We’re given \(F(x,y) = 2{y^{\frac{3}{2}}}\mathop i\limits^ \to + 3x\sqrt y \mathop j\limits^ \to \).
First, even if you aren’t told this, you should check and ask “Is F a conservative vector field?”
If it isn’t, the problem can’t be solved.
Let’s check to see if F is a conservative vector field.
To be conservative for two variables, the partial derivative for the first component of the vector field with respect to x must equal the partial derivative for the second component of the vector field with respect to y.
This is a mouthful, but basically derive what’s before i with x, and derive what’s before j with y and check if equal.
Let Q represent the i component and P represent the j component.
\[F(x,y) = 2{y^{\frac{3}{2}}}\mathop i\limits^ \to + 3x\sqrt y \mathop j\limits^ \to \]

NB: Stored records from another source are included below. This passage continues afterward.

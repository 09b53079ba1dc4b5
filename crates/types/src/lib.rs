//! Core types for floodsim.
//!
//! These are plain values shared by the simulation engine and its hosts:
//!
//! - [`NodeId`], [`PacketSeq`], [`PacketId`]: identifiers
//! - [`Topology`]: the node/role/link snapshot a run floods over
//! - [`Packet`]: one per-path copy of a packet

mod identifiers;
mod packet;
mod topology;

pub use identifiers::{NodeId, PacketId, PacketSeq};
pub use packet::Packet;
pub use topology::{NodeSpec, Position, Role, Topology, TopologyError, TopologyFile};
//! Tasks multiplexed on the event loop.
//!
//! Each variant is one resumption of a logical task: the scheduler pops it at
//! its wake-up time and runs it to completion. Continuing work is expressed by
//! scheduling another task, never by recursion.

use floodsim_types::{NodeId, Packet};

/// A unit of work waiting in the [`EventQueue`](crate::EventQueue).
#[derive(Debug, Clone, PartialEq, Eq)]
pub enum Task {
    /// A sensor's packet generator wakes up.
    Generate { node: NodeId },

    /// A single externally injected packet is created at `origin`.
    Inject { origin: NodeId, destination: NodeId },

    /// A packet copy arrives at `node` and must be routed.
    Arrive { node: NodeId, packet: Packet },

    /// A sequential router at `node` resumes to transmit to its `next`-th neighbor.
    Transmit {
        node: NodeId,
        packet: Packet,
        next: usize,
    },
}

impl Task {
    /// Node the task runs at.
    pub fn node(&self) -> NodeId {
        match self {
            Task::Generate { node }
            | Task::Arrive { node, .. }
            | Task::Transmit { node, .. } => *node,
            Task::Inject { origin, .. } => *origin,
        }
    }
}
//! Simulation driver: bootstraps a run, drives the event loop, harvests metrics.

use crate::config::{as_units, time_units, SimulationConfig, Timing, DEFAULT_SEED};
use crate::context::SimulationContext;
use crate::event_queue::EventQueue;
use crate::generator::PacketGenerator;
use crate::metrics::FloodMetrics;
use crate::router::{FloodRouter, RouteOutcome};
use crate::task::Task;
use crate::SimulationError;
use floodsim_types::{NodeId, Packet, Role, Topology};
use rand::{Rng, SeedableRng};
use rand_chacha::ChaCha8Rng;
use serde::Serialize;
use std::time::Duration;
use tracing::{debug, info, trace, warn};

/// Bookkeeping about how a run unfolded.
#[derive(Debug, Clone, Default, PartialEq, Eq, Serialize)]
pub struct SimulationStats {
    /// Tasks placed on the queue.
    pub tasks_scheduled: u64,
    /// Tasks run before the horizon.
    pub events_processed: u64,
    /// Packet copies that arrived at a node.
    pub arrivals: u64,
    /// Copies dropped because the node had already handled the packet.
    pub duplicates_dropped: u64,
    /// Copies handed to a neighbor.
    pub transmissions: u64,
    /// Tasks still pending when the horizon was reached.
    pub abandoned_tasks: u64,
    /// Number of generator tasks started.
    pub generators: u64,
    /// Simulated time of the last task run.
    #[serde(serialize_with = "crate::metrics::serialize_units")]
    pub final_time: Duration,
}

/// Result of a completed run.
#[derive(Debug, Clone, PartialEq, Serialize)]
pub struct SimulationOutcome {
    pub metrics: FloodMetrics,
    pub stats: SimulationStats,
}

/// Single-threaded discrete-event runner for one flooding run.
///
/// Tasks are popped in `(time, scheduling order)` order and run to
/// completion before time advances again, so every mutation of the
/// [`SimulationContext`] happens inside one uninterrupted step.
pub struct SimulationRunner<'t, R> {
    topology: &'t Topology,
    timing: Timing,
    queue: EventQueue,
    context: SimulationContext,
    generator: Option<PacketGenerator>,
    router: FloodRouter,
    rng: R,
    now: Duration,
    stats: SimulationStats,
}

impl<'t, R: Rng> SimulationRunner<'t, R> {
    /// Create a runner with a fresh context. Fails on invalid configuration.
    pub fn new(
        topology: &'t Topology,
        config: &SimulationConfig,
        rng: R,
    ) -> Result<Self, SimulationError> {
        let timing = config.validate()?;
        let generator = PacketGenerator::new(topology.sinks(), timing.interval);
        let router = FloodRouter::new(timing.hop_delay, timing.forwarding);

        Ok(Self {
            topology,
            timing,
            queue: EventQueue::new(),
            context: SimulationContext::new(),
            generator,
            router,
            rng,
            now: Duration::ZERO,
            stats: SimulationStats::default(),
        })
    }

    /// Start one packet generator per sensor node.
    ///
    /// Starts nothing when the topology has no sink. Returns the number of
    /// generators started.
    pub fn spawn_generators(&mut self) -> usize {
        let Some(generator) = &self.generator else {
            warn!(
                nodes = self.topology.node_count(),
                "No sink in topology, skipping packet generation"
            );
            return 0;
        };

        let mut spawned = 0;
        for node in self.topology.sensors() {
            let wake = self.now.saturating_add(generator.next_interval(&mut self.rng));
            self.queue.schedule(wake, Task::Generate { node });
            spawned += 1;
        }
        self.stats.generators += spawned as u64;
        spawned
    }

    /// Schedule a single packet from `origin` to the sink `destination`,
    /// created at simulated time `at`.
    pub fn inject_packet(
        &mut self,
        origin: NodeId,
        destination: NodeId,
        at: f64,
    ) -> Result<(), SimulationError> {
        if !self.topology.contains(origin) {
            return Err(SimulationError::UnknownNode(origin));
        }
        match self.topology.role(destination) {
            None => return Err(SimulationError::UnknownNode(destination)),
            Some(Role::Sensor) => return Err(SimulationError::NotASink(destination)),
            Some(Role::Sink) => {}
        }
        let at = time_units(at).ok_or(SimulationError::InvalidTime(at))?;

        self.queue.schedule(
            at,
            Task::Inject {
                origin,
                destination,
            },
        );
        Ok(())
    }

    /// Run every task scheduled before the horizon.
    pub fn run_until_horizon(&mut self) {
        while let Some((key, task)) = self.queue.pop_before(self.timing.horizon) {
            self.now = key.time;
            self.stats.events_processed += 1;
            trace!(time = as_units(self.now), node = %task.node(), "Running task");
            self.step(task);
        }
    }

    /// Run to the horizon and harvest the results. Pending tasks are discarded.
    pub fn finish(mut self) -> SimulationOutcome {
        self.run_until_horizon();

        self.stats.abandoned_tasks = self.queue.len() as u64;
        self.stats.tasks_scheduled = self.queue.scheduled_total();
        self.stats.final_time = self.now;

        let metrics = self.context.into_metrics();
        info!(
            generated = metrics.generated,
            delivered = metrics.delivered,
            events = self.stats.events_processed,
            abandoned = self.stats.abandoned_tasks,
            "Simulation finished"
        );

        SimulationOutcome {
            metrics,
            stats: self.stats,
        }
    }

    /// Run statistics so far.
    pub fn stats(&self) -> &SimulationStats {
        &self.stats
    }

    /// Context of the run in progress.
    pub fn context(&self) -> &SimulationContext {
        &self.context
    }

    /// Number of pending tasks.
    pub fn pending(&self) -> usize {
        self.queue.len()
    }

    fn step(&mut self, task: Task) {
        match task {
            Task::Generate { node } => self.on_generate(node),
            Task::Inject {
                origin,
                destination,
            } => self.on_inject(origin, destination),
            Task::Arrive { node, packet } => {
                self.stats.arrivals += 1;
                let outcome = self.router.on_arrival(
                    &mut self.context,
                    &mut self.queue,
                    self.topology,
                    node,
                    packet,
                    self.now,
                );
                match outcome {
                    RouteOutcome::Duplicate => self.stats.duplicates_dropped += 1,
                    RouteOutcome::Delivered => {}
                    RouteOutcome::Forwarded { transmissions } => {
                        self.stats.transmissions += transmissions as u64;
                    }
                }
            }
            Task::Transmit { node, packet, next } => {
                if self.router.on_transmit(
                    &mut self.queue,
                    self.topology,
                    node,
                    packet,
                    next,
                    self.now,
                ) {
                    self.stats.transmissions += 1;
                }
            }
        }
    }

    fn on_generate(&mut self, node: NodeId) {
        let Some(generator) = &self.generator else {
            return;
        };

        let packet = generator.generate_one(&mut self.context, node, self.now, &mut self.rng);
        self.queue.schedule(self.now, Task::Arrive { node, packet });

        // An interval too large to represent means this sensor never fires again.
        if let Some(wake) = self.now.checked_add(generator.next_interval(&mut self.rng)) {
            self.queue.schedule(wake, Task::Generate { node });
        }
    }

    fn on_inject(&mut self, origin: NodeId, destination: NodeId) {
        let id = self.context.allocate_packet_id(origin);
        self.context.metrics_mut().record_generated();
        debug!(packet = %id, %destination, "Packet injected");

        let packet = Packet::new(id, destination, self.now);
        self.queue.schedule(
            self.now,
            Task::Arrive {
                node: origin,
                packet,
            },
        );
    }
}

/// Run a full simulation: one generator per sensor, flooded to the horizon.
///
/// Pure in its inputs: the same topology, configuration and random source
/// yield the same outcome. A topology without sinks yields empty metrics
/// without scheduling anything.
pub fn run_with_config<R: Rng>(
    topology: &Topology,
    config: &SimulationConfig,
    rng: R,
) -> Result<SimulationOutcome, SimulationError> {
    let mut runner = SimulationRunner::new(topology, config, rng)?;

    info!(
        nodes = topology.node_count(),
        links = topology.edge_count(),
        sinks = topology.sinks().len(),
        horizon = config.horizon,
        forwarding = ?config.forwarding,
        "Starting simulation"
    );

    runner.spawn_generators();
    Ok(runner.finish())
}

/// Run with default parameters, the given horizon and an explicit random source.
pub fn run<R: Rng>(
    topology: &Topology,
    horizon: f64,
    rng: R,
) -> Result<FloodMetrics, SimulationError> {
    let config = SimulationConfig::new(horizon);
    Ok(run_with_config(topology, &config, rng)?.metrics)
}

/// Standalone entry point: default parameters, seeded with [`DEFAULT_SEED`].
pub fn run_simulation(topology: &Topology, horizon: f64) -> Result<FloodMetrics, SimulationError> {
    run(topology, horizon, ChaCha8Rng::seed_from_u64(DEFAULT_SEED))
}
//! Poisson packet generation at sensor nodes.

use crate::context::SimulationContext;
use floodsim_types::{NodeId, Packet};
use rand::seq::SliceRandom;
use rand::Rng;
use rand_distr::Exp;
use std::time::Duration;
use tracing::debug;

/// Generates packets for every sensor of a run.
///
/// The generator itself is stateless across sensors: each sensor's task
/// carries only its node id, and all per-run state lives in the
/// [`SimulationContext`].
#[derive(Debug, Clone)]
pub struct PacketGenerator {
    /// Candidate destinations, in topology order.
    sinks: Vec<NodeId>,

    /// Inter-arrival distribution.
    interval: Exp<f64>,
}

impl PacketGenerator {
    /// Create a generator. Returns `None` if there is no sink to send to.
    pub fn new(sinks: Vec<NodeId>, interval: Exp<f64>) -> Option<Self> {
        if sinks.is_empty() {
            return None;
        }
        Some(Self { sinks, interval })
    }

    /// Draw the time until a sensor's next packet.
    ///
    /// Saturates at [`Duration::MAX`] for draws too large to represent.
    pub fn next_interval(&self, rng: &mut impl Rng) -> Duration {
        let units: f64 = rng.sample(self.interval);
        Duration::try_from_secs_f64(units).unwrap_or(Duration::MAX)
    }

    /// Pick a destination sink uniformly at random.
    pub fn choose_destination(&self, rng: &mut impl Rng) -> NodeId {
        // `new` guarantees at least one sink.
        self.sinks
            .choose(rng)
            .copied()
            .unwrap_or_else(|| self.sinks[0])
    }

    /// Create a packet at `origin`, counting it as generated.
    pub fn generate_one(
        &self,
        context: &mut SimulationContext,
        origin: NodeId,
        now: Duration,
        rng: &mut impl Rng,
    ) -> Packet {
        let destination = self.choose_destination(rng);
        let id = context.allocate_packet_id(origin);
        context.metrics_mut().record_generated();

        debug!(packet = %id, %destination, now = now.as_secs_f64(), "Packet generated");

        Packet::new(id, destination, now)
    }
}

\[\frac{{\partial Q}}{{\partial x}} = 3\sqrt y \]
\[\frac{{\partial P}}{{\partial y}} = 3\sqrt y \]
\[\frac{{\partial Q}}{{\partial x}} = \frac{{\partial P}}{{\partial y}}\]
So yes, the vector field given is indeed a conservative vector field.
We can find the work from the following integral.
\[W = \int {F \cdot dr} \]
We need f, which is a function that, when you find the gradient of it, equals F.
You can sometimes do this by “eyeballing it”, but a more systematic way is to integrate with respect to x, then derive that with respect to y.
\[f = \int {2{y^{\frac{3}{2}}}} dx\]
\[f = 2x{y^{\frac{3}{2}}} + g(y)\]
Where g(y) is an unknown function of y.
Now derive this f with respect to y.
\[\frac{{\partial f}}{{\partial y}} = 3x\sqrt y + g'(y)\]
This needs to be equal to what is in the j component of the vector field given.
It’s clear that g'(y) = 0, and integrating that, it’s clear that g(y) = K, where K is just a number constant.
So,
\[f(x,y) = 2x{y^{\frac{3}{2}}} + K\]
Did you get f correct?
To check, just find the gradient of f and you need to be able to get back the vector field given in the question.
\[\nabla f = \left\langle {\frac{{\partial f}}{{\partial x}},\frac{{\partial f}}{{\partial y}}} \right\rangle \]
\[\nabla f = \left\langle {2{y^{\frac{3}{2}}},3x\sqrt y } \right\rangle \]
So our f is good!
Remember, you can write out the components with i, j, k, or you can just put it in a vector with brackets as shown above.
For finding work, just substitute the points into f and find the difference between the endpoint and the first point.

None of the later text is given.